Hackensack University Medical Center, Hackensack, New Jersey, USA.
Arthritis Care Res (Hoboken). 2011 May;63(5):735-42. doi: 10.1002/acr.20407.
To evaluate the construct validity of 2 proposed measures (the Ultrasound Disease Activity [U-DA] and the Tissue Thickness Score [TTS]) for evaluating sonographic differences in juvenile localized scleroderma skin lesions.

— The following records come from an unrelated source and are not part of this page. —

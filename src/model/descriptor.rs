//! Validated, immutable model metadata.
//!
//! A [`ModelDescriptor`] is built once from a declarative [`ModelSpec`] and a
//! capability implementation, then only read. All configuration errors are
//! raised here, before any solver work begins.

use crate::domain::{Bound, GridSpec, ModelSpec, Prior};
use crate::error::AppError;
use crate::model::capability::SignalModel;

/// Upper limit on grid-search combinations; the cartesian product grows
/// multiplicatively with candidate-list lengths.
pub const MAX_GRID_COMBINATIONS: usize = 65_536;

/// Immutable, validated model metadata.
///
/// All per-parameter vectors have length `nparams` and share indexing.
#[derive(Debug, Clone)]
pub struct ModelDescriptor {
    nparams: usize,
    init: Vec<f64>,
    fp_sizes: Vec<usize>,
    fp_tsize: usize,
    cfp_sizes: Vec<usize>,
    cfp_tsize: usize,
    bounds: Vec<Bound>,
    priors: Vec<Prior>,
    frozen: Vec<bool>,
    grid: Option<GridSpec>,
}

impl ModelDescriptor {
    /// Validate a declarative spec against a capability implementation.
    pub fn from_spec<M: SignalModel>(spec: &ModelSpec, model: &M) -> Result<Self, AppError> {
        let nparams = spec.nparams;
        if nparams == 0 {
            return Err(AppError::config("Model must have at least one parameter."));
        }
        if nparams != model.nparams() {
            return Err(AppError::config(format!(
                "Model spec declares {nparams} parameters but the linked capability has {}.",
                model.nparams()
            )));
        }

        let init = match &spec.init {
            Some(v) => {
                if v.len() != nparams {
                    return Err(AppError::config(format!(
                        "Initialization vector has {} values, expected {nparams}.",
                        v.len()
                    )));
                }
                if v.iter().any(|x| !x.is_finite()) {
                    return Err(AppError::config("Initialization values must be finite."));
                }
                v.clone()
            }
            None => vec![0.0; nparams],
        };

        let bounds = expand_per_param(&spec.bounds, nparams, Bound::Free, "bounds")?;
        for (i, b) in bounds.iter().enumerate() {
            if let Bound::MinMax { min, max } = b {
                if min > max {
                    return Err(AppError::config(format!(
                        "Inverted bound for parameter {i}: min={min} > max={max}."
                    )));
                }
            }
        }

        let priors = expand_per_param(&spec.priors, nparams, Prior::None, "priors")?;
        for (i, prior) in priors.iter().enumerate() {
            match prior {
                Prior::Gaussian { sd, .. } if *sd <= 0.0 => {
                    return Err(AppError::config(format!(
                        "Gaussian prior for parameter {i} needs sd > 0 (got {sd})."
                    )));
                }
                Prior::Gamma { alpha, beta } if *alpha <= 0.0 || *beta <= 0.0 => {
                    return Err(AppError::config(format!(
                        "Gamma prior for parameter {i} needs alpha > 0 and beta > 0 \
                         (got alpha={alpha}, beta={beta})."
                    )));
                }
                _ => {}
            }
        }

        let frozen = expand_per_param(&spec.frozen, nparams, false, "frozen flags")?;

        if let Some(grid) = &spec.grid {
            validate_grid(grid, nparams, &frozen)?;
        }

        Ok(Self {
            nparams,
            init,
            fp_tsize: spec.fp_sizes.iter().sum(),
            fp_sizes: spec.fp_sizes.clone(),
            cfp_tsize: spec.cfp_sizes.iter().sum(),
            cfp_sizes: spec.cfp_sizes.clone(),
            bounds,
            priors,
            frozen,
            grid: spec.grid.clone(),
        })
    }

    /// Number of parameters to estimate.
    pub fn nparams(&self) -> usize {
        self.nparams
    }

    /// Default initialization values (zeros when the designer gave none).
    pub fn init(&self) -> &[f64] {
        &self.init
    }

    /// Sizes of the per-voxel fixed-parameter fields.
    pub fn fp_sizes(&self) -> &[usize] {
        &self.fp_sizes
    }

    /// Total per-voxel fixed-parameter block size.
    pub fn fp_tsize(&self) -> usize {
        self.fp_tsize
    }

    /// Sizes of the common fixed-parameter fields.
    pub fn cfp_sizes(&self) -> &[usize] {
        &self.cfp_sizes
    }

    /// Total common-fixed-parameter size per measurement.
    pub fn cfp_tsize(&self) -> usize {
        self.cfp_tsize
    }

    /// Per-parameter bounds.
    pub fn bounds(&self) -> &[Bound] {
        &self.bounds
    }

    /// Per-parameter priors.
    pub fn priors(&self) -> &[Prior] {
        &self.priors
    }

    /// Per-parameter frozen flags.
    pub fn frozen(&self) -> &[bool] {
        &self.frozen
    }

    /// Indices of the parameters that are actually optimized.
    pub fn free_params(&self) -> Vec<usize> {
        (0..self.nparams).filter(|&i| !self.frozen[i]).collect()
    }

    /// Grid-search specification, if the designer provided one.
    pub fn grid(&self) -> Option<&GridSpec> {
        self.grid.as_ref()
    }
}

/// Expand an optionally-empty per-parameter vector to full length.
fn expand_per_param<T: Clone>(
    values: &[T],
    nparams: usize,
    default: T,
    what: &str,
) -> Result<Vec<T>, AppError> {
    if values.is_empty() {
        Ok(vec![default; nparams])
    } else if values.len() == nparams {
        Ok(values.to_vec())
    } else {
        Err(AppError::config(format!(
            "Model spec has {} {what}, expected 0 or {nparams}.",
            values.len()
        )))
    }
}

fn validate_grid(grid: &GridSpec, nparams: usize, frozen: &[bool]) -> Result<(), AppError> {
    if grid.params.is_empty() {
        return Err(AppError::config("Grid spec lists no parameters."));
    }
    if grid.params.len() != grid.values.len() {
        return Err(AppError::config(format!(
            "Grid spec has {} parameter indices but {} value lists.",
            grid.params.len(),
            grid.values.len()
        )));
    }
    let mut combinations: usize = 1;
    for (&idx, values) in grid.params.iter().zip(&grid.values) {
        if idx >= nparams {
            return Err(AppError::config(format!(
                "Grid parameter index {idx} out of range (nparams = {nparams})."
            )));
        }
        if frozen[idx] {
            return Err(AppError::config(format!(
                "Grid parameter {idx} is frozen; it cannot be searched."
            )));
        }
        if values.is_empty() {
            return Err(AppError::config(format!(
                "Grid parameter {idx} has an empty candidate list."
            )));
        }
        if values.iter().any(|v| !v.is_finite()) {
            return Err(AppError::config(format!(
                "Grid parameter {idx} has non-finite candidate values."
            )));
        }
        combinations = combinations.saturating_mul(values.len());
    }
    if combinations > MAX_GRID_COMBINATIONS {
        return Err(AppError::config(format!(
            "Grid search would enumerate {combinations} combinations \
             (limit is {MAX_GRID_COMBINATIONS})."
        )));
    }
    Ok(())
}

We conducted a retrospective review of juvenile localized scleroderma patients who had ultrasound scans of their skin lesions between October 2005 and February 2009. Imaged lesions were classified as active or inactive based upon clinical assessment. Lesions had to have been imaged within 1 month of a clinic visit or have the same clinical assessment during both the visit before and the visit after the scan. Two physicians scored the scans using the U-DA, which scores for differences in lesion echogenicity and vascularity compared with normal tissue. Tissue thickness differences were evaluated by percent differences and by using the TTS. Wilcoxon's rank sum test was performed to assess differences.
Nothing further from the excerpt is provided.